Dataset:

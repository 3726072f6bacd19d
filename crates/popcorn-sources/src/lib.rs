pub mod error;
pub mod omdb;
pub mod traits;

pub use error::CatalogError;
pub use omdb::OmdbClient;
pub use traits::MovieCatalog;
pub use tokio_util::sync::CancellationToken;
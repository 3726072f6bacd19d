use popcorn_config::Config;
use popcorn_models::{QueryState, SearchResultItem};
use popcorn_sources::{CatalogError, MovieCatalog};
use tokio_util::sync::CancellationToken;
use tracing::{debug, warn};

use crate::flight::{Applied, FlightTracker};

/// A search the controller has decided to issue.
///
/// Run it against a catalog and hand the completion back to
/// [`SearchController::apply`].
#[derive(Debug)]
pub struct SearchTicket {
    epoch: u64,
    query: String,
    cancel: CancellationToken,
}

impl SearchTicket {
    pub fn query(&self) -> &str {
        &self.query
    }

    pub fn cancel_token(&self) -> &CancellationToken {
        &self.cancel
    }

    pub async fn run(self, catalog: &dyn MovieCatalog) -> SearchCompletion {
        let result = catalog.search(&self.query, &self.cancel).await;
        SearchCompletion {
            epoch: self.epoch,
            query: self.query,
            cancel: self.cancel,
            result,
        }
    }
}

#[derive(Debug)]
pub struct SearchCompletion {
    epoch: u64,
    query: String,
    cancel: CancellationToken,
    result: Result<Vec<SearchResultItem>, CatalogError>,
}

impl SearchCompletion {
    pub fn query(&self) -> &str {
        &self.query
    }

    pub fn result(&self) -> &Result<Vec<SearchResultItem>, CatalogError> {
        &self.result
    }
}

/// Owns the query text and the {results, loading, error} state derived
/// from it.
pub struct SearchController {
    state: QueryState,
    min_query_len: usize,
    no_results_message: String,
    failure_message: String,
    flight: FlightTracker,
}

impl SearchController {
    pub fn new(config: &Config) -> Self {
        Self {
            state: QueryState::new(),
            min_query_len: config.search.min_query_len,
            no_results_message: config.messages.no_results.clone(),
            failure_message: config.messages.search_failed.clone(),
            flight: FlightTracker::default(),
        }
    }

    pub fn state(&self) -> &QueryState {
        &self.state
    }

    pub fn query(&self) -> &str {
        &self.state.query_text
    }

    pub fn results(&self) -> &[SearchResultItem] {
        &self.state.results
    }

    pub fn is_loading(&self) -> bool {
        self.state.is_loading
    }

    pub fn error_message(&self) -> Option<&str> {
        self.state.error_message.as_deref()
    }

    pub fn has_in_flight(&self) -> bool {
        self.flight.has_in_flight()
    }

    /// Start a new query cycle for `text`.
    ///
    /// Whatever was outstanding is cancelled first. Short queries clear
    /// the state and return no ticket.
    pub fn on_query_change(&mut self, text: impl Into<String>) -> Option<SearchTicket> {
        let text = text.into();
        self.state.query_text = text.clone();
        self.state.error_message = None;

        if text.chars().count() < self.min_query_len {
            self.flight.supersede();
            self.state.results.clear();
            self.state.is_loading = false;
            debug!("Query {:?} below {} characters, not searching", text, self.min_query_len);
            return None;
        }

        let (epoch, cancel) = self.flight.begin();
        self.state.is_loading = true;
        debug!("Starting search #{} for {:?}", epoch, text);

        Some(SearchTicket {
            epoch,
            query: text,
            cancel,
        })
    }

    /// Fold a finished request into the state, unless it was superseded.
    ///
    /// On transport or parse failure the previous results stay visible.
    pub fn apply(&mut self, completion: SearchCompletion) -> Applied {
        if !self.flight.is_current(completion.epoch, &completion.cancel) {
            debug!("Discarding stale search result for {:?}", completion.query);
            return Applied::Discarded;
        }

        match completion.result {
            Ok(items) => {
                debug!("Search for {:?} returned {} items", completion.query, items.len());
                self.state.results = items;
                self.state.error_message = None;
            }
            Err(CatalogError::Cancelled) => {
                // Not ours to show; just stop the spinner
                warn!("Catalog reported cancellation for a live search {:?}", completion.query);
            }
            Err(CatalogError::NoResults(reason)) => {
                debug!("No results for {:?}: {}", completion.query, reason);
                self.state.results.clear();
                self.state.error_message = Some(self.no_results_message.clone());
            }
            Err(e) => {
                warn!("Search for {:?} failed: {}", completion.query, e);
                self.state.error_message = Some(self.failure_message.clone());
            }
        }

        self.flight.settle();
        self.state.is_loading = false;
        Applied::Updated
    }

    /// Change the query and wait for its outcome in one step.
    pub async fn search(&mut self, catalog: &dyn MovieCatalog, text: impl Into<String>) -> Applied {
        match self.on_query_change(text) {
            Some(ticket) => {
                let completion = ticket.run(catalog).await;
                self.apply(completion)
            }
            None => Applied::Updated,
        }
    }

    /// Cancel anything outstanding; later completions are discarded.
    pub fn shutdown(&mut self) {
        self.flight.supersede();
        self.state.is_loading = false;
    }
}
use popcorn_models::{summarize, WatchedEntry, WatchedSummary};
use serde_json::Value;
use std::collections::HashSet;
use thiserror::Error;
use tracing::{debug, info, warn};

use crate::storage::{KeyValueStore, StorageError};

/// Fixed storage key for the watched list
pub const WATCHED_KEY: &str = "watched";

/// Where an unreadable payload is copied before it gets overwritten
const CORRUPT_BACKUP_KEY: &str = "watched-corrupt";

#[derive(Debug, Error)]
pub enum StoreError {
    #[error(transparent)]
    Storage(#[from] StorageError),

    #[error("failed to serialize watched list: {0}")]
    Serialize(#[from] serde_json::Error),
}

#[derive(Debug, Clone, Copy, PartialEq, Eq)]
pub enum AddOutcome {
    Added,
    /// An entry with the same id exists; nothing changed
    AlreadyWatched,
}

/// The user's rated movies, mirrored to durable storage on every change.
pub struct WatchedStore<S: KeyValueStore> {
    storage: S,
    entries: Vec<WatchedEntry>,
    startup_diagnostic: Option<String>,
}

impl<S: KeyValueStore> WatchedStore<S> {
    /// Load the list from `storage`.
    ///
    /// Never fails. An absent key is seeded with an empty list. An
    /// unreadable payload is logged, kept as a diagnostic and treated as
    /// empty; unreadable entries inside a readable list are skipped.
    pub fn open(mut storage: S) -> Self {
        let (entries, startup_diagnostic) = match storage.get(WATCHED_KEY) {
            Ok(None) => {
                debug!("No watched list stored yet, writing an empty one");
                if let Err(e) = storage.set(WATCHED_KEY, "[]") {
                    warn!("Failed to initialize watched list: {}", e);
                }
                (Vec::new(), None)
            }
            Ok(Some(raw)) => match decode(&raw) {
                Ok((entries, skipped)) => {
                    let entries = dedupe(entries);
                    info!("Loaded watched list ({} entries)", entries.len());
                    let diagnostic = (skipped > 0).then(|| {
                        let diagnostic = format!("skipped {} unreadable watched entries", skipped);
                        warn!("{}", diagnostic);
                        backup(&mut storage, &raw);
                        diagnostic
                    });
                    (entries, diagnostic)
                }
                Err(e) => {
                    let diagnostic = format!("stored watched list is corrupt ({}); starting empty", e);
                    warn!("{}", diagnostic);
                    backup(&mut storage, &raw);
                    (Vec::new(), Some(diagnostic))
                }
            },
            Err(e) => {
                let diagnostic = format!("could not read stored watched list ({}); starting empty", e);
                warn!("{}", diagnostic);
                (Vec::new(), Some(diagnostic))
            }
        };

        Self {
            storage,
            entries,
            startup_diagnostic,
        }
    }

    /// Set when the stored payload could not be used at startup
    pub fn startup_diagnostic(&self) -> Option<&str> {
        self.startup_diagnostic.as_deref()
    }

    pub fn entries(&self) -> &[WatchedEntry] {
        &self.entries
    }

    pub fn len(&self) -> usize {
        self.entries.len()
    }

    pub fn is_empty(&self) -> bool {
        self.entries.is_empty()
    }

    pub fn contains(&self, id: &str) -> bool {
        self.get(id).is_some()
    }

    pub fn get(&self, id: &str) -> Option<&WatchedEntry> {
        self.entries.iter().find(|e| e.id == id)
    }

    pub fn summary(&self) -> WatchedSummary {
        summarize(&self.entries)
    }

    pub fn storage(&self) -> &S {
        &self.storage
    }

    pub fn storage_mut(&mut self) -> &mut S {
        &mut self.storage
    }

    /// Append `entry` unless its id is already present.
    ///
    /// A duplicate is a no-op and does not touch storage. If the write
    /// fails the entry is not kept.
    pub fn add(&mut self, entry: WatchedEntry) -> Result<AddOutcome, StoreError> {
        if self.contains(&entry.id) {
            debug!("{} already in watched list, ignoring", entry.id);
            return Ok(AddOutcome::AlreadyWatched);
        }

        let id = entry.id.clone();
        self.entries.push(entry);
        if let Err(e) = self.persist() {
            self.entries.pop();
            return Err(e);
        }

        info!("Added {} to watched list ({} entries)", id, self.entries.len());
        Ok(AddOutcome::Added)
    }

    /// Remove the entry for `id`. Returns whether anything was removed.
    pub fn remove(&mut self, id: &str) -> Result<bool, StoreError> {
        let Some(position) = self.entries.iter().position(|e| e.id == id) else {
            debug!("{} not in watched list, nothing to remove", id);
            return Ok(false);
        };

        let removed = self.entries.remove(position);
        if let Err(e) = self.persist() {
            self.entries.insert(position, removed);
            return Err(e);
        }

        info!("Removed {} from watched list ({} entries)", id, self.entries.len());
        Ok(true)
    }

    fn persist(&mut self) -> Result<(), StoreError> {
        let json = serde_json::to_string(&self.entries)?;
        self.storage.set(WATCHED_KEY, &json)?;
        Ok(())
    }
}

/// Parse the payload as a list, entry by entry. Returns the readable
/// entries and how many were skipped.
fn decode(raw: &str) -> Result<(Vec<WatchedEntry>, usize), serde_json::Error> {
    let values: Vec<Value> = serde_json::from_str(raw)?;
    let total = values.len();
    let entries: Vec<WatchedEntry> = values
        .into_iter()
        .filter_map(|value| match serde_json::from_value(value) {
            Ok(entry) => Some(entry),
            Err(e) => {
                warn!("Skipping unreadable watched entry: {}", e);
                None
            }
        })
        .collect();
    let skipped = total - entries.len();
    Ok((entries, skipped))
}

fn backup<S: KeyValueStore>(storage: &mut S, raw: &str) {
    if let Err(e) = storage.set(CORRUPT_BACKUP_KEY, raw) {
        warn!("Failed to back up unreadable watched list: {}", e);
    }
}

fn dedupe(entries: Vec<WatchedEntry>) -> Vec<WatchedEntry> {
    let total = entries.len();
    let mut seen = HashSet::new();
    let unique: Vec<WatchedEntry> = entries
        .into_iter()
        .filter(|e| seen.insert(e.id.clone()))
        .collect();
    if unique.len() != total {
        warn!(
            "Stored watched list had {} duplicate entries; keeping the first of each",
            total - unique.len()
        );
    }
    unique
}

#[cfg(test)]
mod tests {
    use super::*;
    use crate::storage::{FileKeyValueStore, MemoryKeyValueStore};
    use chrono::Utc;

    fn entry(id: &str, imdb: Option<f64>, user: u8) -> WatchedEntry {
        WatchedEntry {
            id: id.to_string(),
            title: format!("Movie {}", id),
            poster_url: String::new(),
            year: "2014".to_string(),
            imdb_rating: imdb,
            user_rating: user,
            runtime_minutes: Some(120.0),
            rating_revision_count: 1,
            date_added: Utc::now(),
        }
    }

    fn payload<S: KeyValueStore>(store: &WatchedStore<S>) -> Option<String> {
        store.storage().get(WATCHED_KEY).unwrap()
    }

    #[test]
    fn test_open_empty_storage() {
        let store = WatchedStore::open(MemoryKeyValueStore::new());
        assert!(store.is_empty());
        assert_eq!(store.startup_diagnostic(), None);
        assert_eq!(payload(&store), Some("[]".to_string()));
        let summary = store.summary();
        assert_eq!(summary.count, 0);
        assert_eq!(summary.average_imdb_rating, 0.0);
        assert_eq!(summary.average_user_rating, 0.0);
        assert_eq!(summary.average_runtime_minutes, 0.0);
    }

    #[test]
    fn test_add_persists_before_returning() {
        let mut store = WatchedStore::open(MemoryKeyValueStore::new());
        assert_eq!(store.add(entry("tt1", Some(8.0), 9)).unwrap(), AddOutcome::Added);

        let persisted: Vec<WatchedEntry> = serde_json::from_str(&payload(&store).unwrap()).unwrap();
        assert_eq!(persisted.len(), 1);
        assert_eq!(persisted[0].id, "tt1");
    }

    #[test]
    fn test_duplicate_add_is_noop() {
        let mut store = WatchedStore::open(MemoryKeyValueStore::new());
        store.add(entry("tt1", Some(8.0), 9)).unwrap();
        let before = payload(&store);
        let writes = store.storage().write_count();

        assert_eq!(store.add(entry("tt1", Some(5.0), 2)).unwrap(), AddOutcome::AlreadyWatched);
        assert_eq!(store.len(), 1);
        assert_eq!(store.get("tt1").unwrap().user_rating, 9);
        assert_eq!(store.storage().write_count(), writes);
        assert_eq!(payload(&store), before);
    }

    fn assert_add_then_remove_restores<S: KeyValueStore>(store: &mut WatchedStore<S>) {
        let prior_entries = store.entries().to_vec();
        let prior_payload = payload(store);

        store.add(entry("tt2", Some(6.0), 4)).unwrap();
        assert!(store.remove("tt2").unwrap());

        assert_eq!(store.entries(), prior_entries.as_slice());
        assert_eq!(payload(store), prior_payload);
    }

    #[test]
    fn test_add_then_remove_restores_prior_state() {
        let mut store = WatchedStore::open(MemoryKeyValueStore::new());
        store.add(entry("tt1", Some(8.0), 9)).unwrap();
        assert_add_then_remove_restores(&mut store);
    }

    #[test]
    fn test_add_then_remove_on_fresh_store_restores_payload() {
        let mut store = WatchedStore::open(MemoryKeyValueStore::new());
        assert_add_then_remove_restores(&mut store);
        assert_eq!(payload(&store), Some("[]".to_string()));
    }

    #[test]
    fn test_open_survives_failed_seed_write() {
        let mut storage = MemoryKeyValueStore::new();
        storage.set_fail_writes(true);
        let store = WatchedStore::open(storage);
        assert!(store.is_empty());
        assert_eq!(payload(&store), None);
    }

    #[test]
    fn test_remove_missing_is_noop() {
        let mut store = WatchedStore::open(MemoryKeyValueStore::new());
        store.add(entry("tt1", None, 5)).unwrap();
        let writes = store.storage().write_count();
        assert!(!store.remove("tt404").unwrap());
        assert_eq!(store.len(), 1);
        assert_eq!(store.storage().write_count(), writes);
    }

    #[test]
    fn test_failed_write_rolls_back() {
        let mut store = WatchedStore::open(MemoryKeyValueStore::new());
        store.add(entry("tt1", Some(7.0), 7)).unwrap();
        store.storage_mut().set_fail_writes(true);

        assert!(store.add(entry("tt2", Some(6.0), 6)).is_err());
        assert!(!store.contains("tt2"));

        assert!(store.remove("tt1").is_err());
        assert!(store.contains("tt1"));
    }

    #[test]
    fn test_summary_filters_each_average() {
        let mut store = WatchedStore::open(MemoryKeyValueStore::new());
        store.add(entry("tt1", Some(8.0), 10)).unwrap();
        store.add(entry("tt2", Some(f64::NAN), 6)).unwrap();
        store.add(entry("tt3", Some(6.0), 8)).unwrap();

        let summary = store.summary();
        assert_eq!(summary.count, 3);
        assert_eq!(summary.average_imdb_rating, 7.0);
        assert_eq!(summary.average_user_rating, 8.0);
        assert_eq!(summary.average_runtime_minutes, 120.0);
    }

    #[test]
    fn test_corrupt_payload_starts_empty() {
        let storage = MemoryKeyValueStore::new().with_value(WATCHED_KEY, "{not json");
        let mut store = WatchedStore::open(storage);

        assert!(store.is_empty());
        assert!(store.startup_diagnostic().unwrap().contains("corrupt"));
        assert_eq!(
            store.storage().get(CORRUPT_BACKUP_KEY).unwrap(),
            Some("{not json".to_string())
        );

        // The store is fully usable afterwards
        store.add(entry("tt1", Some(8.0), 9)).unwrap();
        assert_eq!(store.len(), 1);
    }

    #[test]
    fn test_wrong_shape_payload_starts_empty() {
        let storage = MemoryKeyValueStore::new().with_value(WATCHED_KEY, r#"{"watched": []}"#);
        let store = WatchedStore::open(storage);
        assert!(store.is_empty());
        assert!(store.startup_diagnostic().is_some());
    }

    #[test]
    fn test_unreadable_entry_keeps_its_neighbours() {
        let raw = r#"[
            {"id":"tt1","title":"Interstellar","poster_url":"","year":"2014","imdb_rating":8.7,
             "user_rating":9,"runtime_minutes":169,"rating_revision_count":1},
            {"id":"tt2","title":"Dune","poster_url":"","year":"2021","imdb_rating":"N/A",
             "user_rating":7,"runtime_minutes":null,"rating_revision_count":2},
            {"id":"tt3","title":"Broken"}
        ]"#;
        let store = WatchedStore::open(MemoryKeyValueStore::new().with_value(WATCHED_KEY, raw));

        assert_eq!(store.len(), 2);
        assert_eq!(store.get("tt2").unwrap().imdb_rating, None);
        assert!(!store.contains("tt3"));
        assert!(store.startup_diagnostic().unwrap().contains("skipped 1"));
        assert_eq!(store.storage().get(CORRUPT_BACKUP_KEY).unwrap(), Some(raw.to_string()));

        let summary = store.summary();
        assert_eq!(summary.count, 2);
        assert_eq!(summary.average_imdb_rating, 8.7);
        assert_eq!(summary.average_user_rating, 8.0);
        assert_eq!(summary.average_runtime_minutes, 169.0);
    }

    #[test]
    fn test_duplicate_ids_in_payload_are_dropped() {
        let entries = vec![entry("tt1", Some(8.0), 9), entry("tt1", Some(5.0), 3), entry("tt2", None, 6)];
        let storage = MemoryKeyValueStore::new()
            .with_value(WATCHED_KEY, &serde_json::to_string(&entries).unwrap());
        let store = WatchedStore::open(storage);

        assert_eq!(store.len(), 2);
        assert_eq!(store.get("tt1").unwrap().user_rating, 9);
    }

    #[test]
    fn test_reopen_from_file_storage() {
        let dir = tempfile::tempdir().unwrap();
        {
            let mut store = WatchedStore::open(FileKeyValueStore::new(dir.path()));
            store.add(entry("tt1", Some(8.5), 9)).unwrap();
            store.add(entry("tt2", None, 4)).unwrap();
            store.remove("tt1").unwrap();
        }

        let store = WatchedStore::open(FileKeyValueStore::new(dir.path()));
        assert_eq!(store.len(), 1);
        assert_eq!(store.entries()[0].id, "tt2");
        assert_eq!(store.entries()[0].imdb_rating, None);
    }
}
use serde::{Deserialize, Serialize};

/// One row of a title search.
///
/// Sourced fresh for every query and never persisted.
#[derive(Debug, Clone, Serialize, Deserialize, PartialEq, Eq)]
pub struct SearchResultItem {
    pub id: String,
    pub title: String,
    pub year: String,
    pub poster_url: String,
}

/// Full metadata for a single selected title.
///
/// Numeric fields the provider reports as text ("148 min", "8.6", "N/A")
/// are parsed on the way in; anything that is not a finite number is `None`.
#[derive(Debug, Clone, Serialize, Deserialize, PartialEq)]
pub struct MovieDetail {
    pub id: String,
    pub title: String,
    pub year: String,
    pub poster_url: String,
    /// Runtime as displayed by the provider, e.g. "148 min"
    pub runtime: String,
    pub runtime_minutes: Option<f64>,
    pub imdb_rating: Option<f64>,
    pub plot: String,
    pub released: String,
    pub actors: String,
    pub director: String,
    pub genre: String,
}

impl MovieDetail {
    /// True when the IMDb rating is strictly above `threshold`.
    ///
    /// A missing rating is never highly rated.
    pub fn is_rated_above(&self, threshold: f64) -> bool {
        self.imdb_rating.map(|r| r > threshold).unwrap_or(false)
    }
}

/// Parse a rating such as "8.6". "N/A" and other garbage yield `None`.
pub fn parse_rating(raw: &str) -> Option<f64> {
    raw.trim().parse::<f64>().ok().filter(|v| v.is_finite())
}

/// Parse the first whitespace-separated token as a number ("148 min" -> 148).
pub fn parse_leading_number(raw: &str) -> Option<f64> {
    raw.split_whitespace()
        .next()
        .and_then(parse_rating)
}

Work to be completed:
Please print exactly what appears from the first line of the data through the line with "pub fn cancel_token(&self)", including both of those lines and nothing past them.

Task response:
repository 3726072f6bacd19d
filename crates/popcorn-sources/src/lib.rs
pub mod error;
pub mod omdb;
pub mod traits;

pub use error::CatalogError;
pub use omdb::OmdbClient;
pub use traits::MovieCatalog;
pub use tokio_util::sync::CancellationToken;
repository 3726072f6bacd19d
use popcorn_config::Config;
use popcorn_models::{QueryState, SearchResultItem};
use popcorn_sources::{CatalogError, MovieCatalog};
use tokio_util::sync::CancellationToken;
use tracing::{debug, warn};

use crate::flight::{Applied, FlightTracker};

/// A search the controller has decided to issue.
///
/// Run it against a catalog and hand the completion back to
/// [`SearchController::apply`].
#[derive(Debug)]
pub struct SearchTicket {
    epoch: u64,
    query: String,
    cancel: CancellationToken,
}

impl SearchTicket {
    pub fn query(&self) -> &str {
        &self.query
    }

    pub fn cancel_token(&self) -> &CancellationToken {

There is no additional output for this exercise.